Keywords: Type-II diabetes mellitus, therapeutic targets, discontinued drugs, insulin resistance

Introduction

Diabetes mellitus (DM) is the oldest disease known to mankind since about 3,000 years ago and is referred to in ancient Egyptian treatise.1 The prevalence of DM is continuously increasing and recent estimate shows that DM incidence will rise from 366.2 million people to 551.8 million by 2030.2,3 Generally, DM is classified as either Type-I or II, but Type-II DM is more prevalent form of diabetes. The long-term macrovascular and microvascular complications associated with Type-II DM typically ends up in morbidity and mortality. Type-II DM has a complex and multifactorial pathogenesis. It occurs either due to impaired insulin secretion by pancreas or development of insulin resistance at target tissues. Insulin maintains the energy homeostasis by increasing glucose uptake into peripheral tissues and decreasing release of stored lipids from adipose tissue.4 Dysfunction of β-cell decreases insulin secretion and alters the glucose homeostasis.5 Multiple biochemical pathways show the correlation between hyperglycemia and vascular complications. Type-II DM has a role in the development of cardiovascular and kidney diseases.68 Type-II DM is manifested by increased glucose production, defective insulin secretion and abnormal insulin action.9,10 The β-cell associated changes in the secretion of insulin initiates the cellular signaling cascade. Activation of advanced glycation end products, stimulation of Di-acyl glycerol kinase pathway and oxidative stress reduces the β-cell functioning.

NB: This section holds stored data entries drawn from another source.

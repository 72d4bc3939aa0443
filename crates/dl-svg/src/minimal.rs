//! Last-resort sanitizer for documents the full pipeline could not make
//! importable. Styling is thrown away in favour of fixed neutral paints.

use dl_core::SanitizeConfig;
use tracing::debug;

use crate::SanitizeError;
use crate::attributes::Attributes;
use crate::clean::{self, EFFECT_REFERENCES};
use crate::scan::{self, Scanner, TagKind};

/// Elements dropped with their content.
const REMOVED_ELEMENTS: &[&str] = &["style", "defs", "foreignObject", "script", "title"];

/// References that dangle once `<defs>` is gone.
const DANGLING_REFERENCES: &[&str] = &["marker-start", "marker-mid", "marker-end"];

const BASIC_SHAPES: &[&str] = &["rect", "circle", "ellipse", "polygon"];

/// Strip `svg` down to geometry and text with neutral paints.
///
/// # Errors
///
/// [`SanitizeError::MissingRoot`] when there is no `<svg>` element.
pub fn sanitize_minimal(svg: &str) -> Result<String, SanitizeError> {
    sanitize_minimal_with_config(svg, &SanitizeConfig::default())
}

/// [`sanitize_minimal`] with explicit paints.
///
/// # Errors
///
/// [`SanitizeError::MissingRoot`] when there is no `<svg>` element.
pub fn sanitize_minimal_with_config(svg: &str, config: &SanitizeConfig) -> Result<String, SanitizeError> {
    let repaired = clean::repair_font_family_quotes(svg);
    let stripped = scan::remove_elements(&repaired, REMOVED_ELEMENTS);
    let stripped = remove_doctype(&stripped);

    let painted = scan::rewrite_start_tags(&stripped, |tag, attrs| {
        clean::strip_references(attrs, EFFECT_REFERENCES);
        clean::strip_references(attrs, DANGLING_REFERENCES);
        clean::replace_current_color(attrs, &config.current_color_fallback);
        replace_url_paint(attrs, config);
        apply_neutral_paint(tag.name, attrs, config);
        true
    });

    let rooted = clean::ensure_namespace(&painted)?;
    debug!("Minimal sanitizer reduced {} bytes to {}", svg.len(), rooted.len());
    Ok(rooted)
}

/// `url(#...)` paints point into the removed `<defs>`.
fn replace_url_paint(attrs: &mut Attributes, config: &SanitizeConfig) {
    let mut style = attrs.style();
    let mut style_changed = false;
    for (property, fallback) in [("fill", &config.minimal_path_fill), ("stroke", &config.minimal_stroke)] {
        if attrs.get(property).is_some_and(is_url_reference) {
            attrs.set(property, fallback);
        }
        if style.get(property).is_some_and(is_url_reference) {
            style.set(property, fallback);
            style_changed = true;
        }
    }
    if style_changed {
        attrs.set_style(&style);
    }
}

fn is_url_reference(value: &str) -> bool {
    value.trim_start().starts_with("url(")
}

fn apply_neutral_paint(name: &str, attrs: &mut Attributes, config: &SanitizeConfig) {
    let (fill, stroke) = match name {
        "path" => (&config.minimal_path_fill, Some(&config.minimal_stroke)),
        "text" => (&config.text_fill, None),
        shape if BASIC_SHAPES.contains(&shape) => (&config.minimal_shape_fill, Some(&config.minimal_stroke)),
        _ => return,
    };
    if !attrs.declares("fill") {
        attrs.set("fill", fill);
    }
    if let Some(stroke) = stroke
        && !attrs.declares("stroke")
    {
        attrs.set("stroke", stroke);
    }
}

fn remove_doctype(doc: &str) -> String {
    let mut out = String::with_capacity(doc.len());
    let mut copied = 0;
    for tag in Scanner::new(doc) {
        if tag.kind == TagKind::Declaration && doc[tag.start..].starts_with("<!") {
            out.push_str(&doc[copied..tag.start]);
            copied = tag.end;
        }
    }
    out.push_str(&doc[copied..]);
    out
}
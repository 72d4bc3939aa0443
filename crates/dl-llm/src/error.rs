//! Provider call failures.

use std::time::Duration;

use dl_core::FailureKind;
use thiserror::Error;

/// Cancellations quicker than this point at a pre-flight problem (bad
/// settings, no connectivity) rather than a slow server.
pub const PREFLIGHT_THRESHOLD: Duration = Duration::from_secs(1);

/// Transport-level failure: no HTTP response was received.
#[derive(Debug, Clone, PartialEq, Eq, Error)]
pub enum TransportError {
    #[error("could not connect: {0}")]
    Connect(String),
    #[error("request failed: {0}")]
    Request(String),
    #[error("could not read the response body: {0}")]
    Body(String),
}

impl TransportError {
    #[must_use]
    pub const fn kind(&self) -> FailureKind {
        FailureKind::Network
    }
}

/// Who pulled the plug on a call.
#[derive(Debug, Clone, Copy, PartialEq, Eq)]
pub enum CancelReason {
    /// The call's timeout elapsed.
    Timeout,
    /// The caller's cancel handle fired.
    Caller,
}

#[derive(Debug, Clone, PartialEq, Eq, Error)]
pub enum CallError {
    #[error("invalid provider settings: {0}")]
    Config(String),
    #[error("network request failed: {0}")]
    Network(#[from] TransportError),
    #[error("{}", describe_cancel(.elapsed, .reason))]
    Cancelled { elapsed: Duration, reason: CancelReason },
    #[error("provider timed out (HTTP {status}); try again later")]
    ServerTimeout { status: u16 },
    #[error("{message}")]
    Http { status: u16, message: String },
    #[error("provider returned an empty completion")]
    EmptyCompletion,
}

impl CallError {
    #[must_use]
    pub const fn kind(&self) -> FailureKind {
        match self {
            Self::Config(_) => FailureKind::Configuration,
            Self::Network(_) => FailureKind::Network,
            Self::Cancelled { .. } => FailureKind::Cancelled,
            Self::ServerTimeout { .. } => FailureKind::ServerTimeout,
            Self::Http { .. } => FailureKind::Http,
            Self::EmptyCompletion => FailureKind::EmptyCompletion,
        }
    }
}

fn describe_cancel(elapsed: &Duration, reason: &CancelReason) -> String {
    if *elapsed < PREFLIGHT_THRESHOLD {
        return String::from(
            "request was cancelled before the provider answered; check the API key, base URL and network connection",
        );
    }
    match reason {
        CancelReason::Timeout => format!(
            "request timed out after {}s; slow reasoning models may need a shorter description",
            elapsed.as_secs()
        ),
        CancelReason::Caller => format!("request cancelled after {}s", elapsed.as_secs()),
    }
}
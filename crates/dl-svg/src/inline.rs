//! Pushes class rules down onto the elements that carry the classes.

use tracing::debug;

use crate::css::StyleRuleSet;
use crate::scan;

/// Properties hosts honour as presentation attributes. Everything else
/// goes into the inline `style`.
pub const PRESENTATION_ATTRIBUTES: &[&str] = &[
    "fill",
    "fill-opacity",
    "fill-rule",
    "stroke",
    "stroke-width",
    "stroke-opacity",
    "stroke-dasharray",
    "stroke-dashoffset",
    "stroke-linecap",
    "stroke-linejoin",
    "stroke-miterlimit",
    "opacity",
    "font-family",
    "font-size",
    "font-weight",
    "font-style",
    "text-anchor",
    "dominant-baseline",
    "alignment-baseline",
    "baseline-shift",
    "text-decoration",
    "letter-spacing",
    "word-spacing",
    "visibility",
    "display",
    "color",
    "stop-color",
    "stop-opacity",
    "marker-start",
    "marker-mid",
    "marker-end",
];

#[must_use]
pub fn is_presentation_attribute(property: &str) -> bool {
    PRESENTATION_ATTRIBUTES.contains(&property)
}

/// Counts reported by [`inline_styles`].
#[derive(Debug, Clone, Copy, Default, PartialEq, Eq)]
pub struct InlineStats {
    pub elements: usize,
    pub attributes: usize,
    pub style_declarations: usize,
}

/// Apply `rules` to every element with a `class` attribute.
///
/// Values already present as an attribute or in the inline style win over
/// class rules. The `class` attribute itself is kept.
#[must_use]
pub fn inline_styles(doc: &str, rules: &StyleRuleSet) -> (String, InlineStats) {
    let mut stats = InlineStats::default();
    if rules.is_empty() {
        return (doc.to_string(), stats);
    }

    let out = scan::rewrite_start_tags(doc, |_, attrs| {
        let resolved = rules.resolve(attrs.classes());
        if resolved.is_empty() {
            return false;
        }

        let mut style = attrs.style();
        let mut style_changed = false;
        let mut changed = false;
        for (property, value) in resolved.iter() {
            if attrs.has(property) || style.contains(property) {
                continue;
            }
            if is_presentation_attribute(property) {
                attrs.set(property, value);
                stats.attributes += 1;
            } else {
                style.set(property, value);
                style_changed = true;
                stats.style_declarations += 1;
            }
            changed = true;
        }
        if style_changed {
            attrs.set_style(&style);
        }
        if changed {
            stats.elements += 1;
        }
        changed
    });

    debug!(
        "Inlined {} attributes and {} style declarations into {} elements",
        stats.attributes, stats.style_declarations, stats.elements
    );
    (out, stats)
}
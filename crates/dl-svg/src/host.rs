//! Importing sanitized SVG into a host, with one fallback attempt.

use std::fmt;

use dl_core::{Fidelity, SVG_NAMESPACE, SanitizeConfig};
use thiserror::Error;
use tracing::{debug, warn};

use crate::{SanitizeError, sanitize_minimal_with_config, sanitize_svg_with_config};

/// A consumer that turns SVG text into its own node type.
pub trait HostImport {
    type Node;
    type Error: fmt::Display;

    fn import(&mut self, svg: &str) -> Result<Self::Node, Self::Error>;
}

/// Result of [`sanitize_for_host`].
#[derive(Debug, Clone, PartialEq, Eq)]
pub struct HostImported<N> {
    pub node: N,
    pub fidelity: Fidelity,
    /// The exact SVG the host accepted.
    pub svg: String,
}

/// Sanitize `raw` and import it, retrying once with the minimal sanitizer.
///
/// # Errors
///
/// The minimal sanitizer's error, or [`SanitizeError::HostRejected`] when the
/// host refuses the minimal document too.
pub fn sanitize_for_host<H: HostImport>(
    raw: &str,
    source: Option<&str>,
    config: &SanitizeConfig,
    host: &mut H,
) -> Result<HostImported<H::Node>, SanitizeError> {
    let failure = match sanitize_svg_with_config(raw, source, config) {
        Ok(svg) => match host.import(&svg) {
            Ok(node) => {
                debug!("Host accepted full-fidelity SVG ({} bytes)", svg.len());
                return Ok(HostImported {
                    node,
                    fidelity: Fidelity::Full,
                    svg,
                });
            }
            Err(err) => format!("host rejected sanitized SVG: {err}"),
        },
        Err(err) => err.to_string(),
    };
    warn!("Full sanitization failed ({failure}); retrying with minimal sanitizer");

    let svg = sanitize_minimal_with_config(raw, config)?;
    match host.import(&svg) {
        Ok(node) => Ok(HostImported {
            node,
            fidelity: Fidelity::Minimal,
            svg,
        }),
        Err(err) => Err(SanitizeError::HostRejected {
            fidelity: Fidelity::Minimal,
            message: err.to_string(),
        }),
    }
}

/// Why [`StrictXmlHost`] refused a document.
#[derive(Debug, Clone, PartialEq, Eq, Error)]
pub enum StrictXmlError {
    #[error("not well-formed XML: {0}")]
    Parse(String),
    #[error("root element is <{0}>, expected <svg>")]
    NotSvg(String),
    #[error("root element is not in the SVG namespace")]
    MissingNamespace,
}

/// Summary of a document [`StrictXmlHost`] accepted.
#[derive(Debug, Clone, PartialEq, Eq)]
pub struct XmlSummary {
    pub elements: usize,
    pub text_elements: usize,
}

/// A host as strict as a native SVG importer: well-formed XML, an `<svg>`
/// root in the SVG namespace, no DTD.
#[derive(Debug, Clone, Copy, Default)]
pub struct StrictXmlHost;

impl HostImport for StrictXmlHost {
    type Node = XmlSummary;
    type Error = StrictXmlError;

    fn import(&mut self, svg: &str) -> Result<XmlSummary, StrictXmlError> {
        let doc = roxmltree::Document::parse(svg).map_err(|err| StrictXmlError::Parse(err.to_string()))?;
        let root = doc.root_element();
        if root.tag_name().name() != "svg" {
            return Err(StrictXmlError::NotSvg(root.tag_name().name().to_string()));
        }
        if root.tag_name().namespace() != Some(SVG_NAMESPACE) {
            return Err(StrictXmlError::MissingNamespace);
        }
        let elements = root.descendants().filter(roxmltree::Node::is_element);
        let (elements, text_elements) = elements.fold((0, 0), |(all, text), node| {
            (all + 1, text + usize::from(node.has_tag_name((SVG_NAMESPACE, "text"))))
        });
        Ok(XmlSummary {
            elements,
            text_elements,
        })
    }
}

The currently available anti-diabetic drugs used to treat Type-II DM are associated with potential adverse effects.11,12 Excessive insulin release by widely used anti-diabetic drugs like sulfonylureas causes hypoglycemia.13 Similarly, use of peroxisome proliferator-activated receptor (PPAR-γ) agonists is associated with weight gain, fluid retention, urinary bladder cancer, osteoporosis and cardiovascular complications.14 Rosiglitazone is PPAR agonist and widely used anti-diabetic drug. It acts primarily through the activation of AMP-activated protein kinase (AMPK) and its use is associated with weight gain and edema. Similarly, the antidiabetic effect of metformin exhibits the partial involvement of AMPK and shows the associated adversities. Despite promising preclinical results, the drug 5-Aminoimidazole-4-carboxamide nucleotide failed to demonstrate its efficacy in phase I clinical trial. Due to safety concerns, many promising molecules like dual-acting PPAR γ/α or pan modulators of PPAR are still awaiting the US Food and Drug Administration (FDA) approval. Remedial approaches for the management of Type-II DM are aimed to delay the onset of complications following treatment with antidiabetic drugs. The search for more efficacious and safer antidiabetic agents is an active area of research. Newer drugs lacking the adverse effects of conventional antidiabetics and having ability to control hyperglycemia are critically needed. Incidence of Type-II DM can be minimized by identification of risk factors responsible for its occurrence. Understanding of mechanisms of actions of antidiabetic drugs, signaling pathways and therapeutic targets of Type-II DM can guide the development of clinically useful antidiabetic drugs. Present review provides an overview of underlying mechanisms of action of antidiabetic drugs. This paper also contains information on promising therapeutic targets of Type-II DM evolved from pharmacological and molecular studies.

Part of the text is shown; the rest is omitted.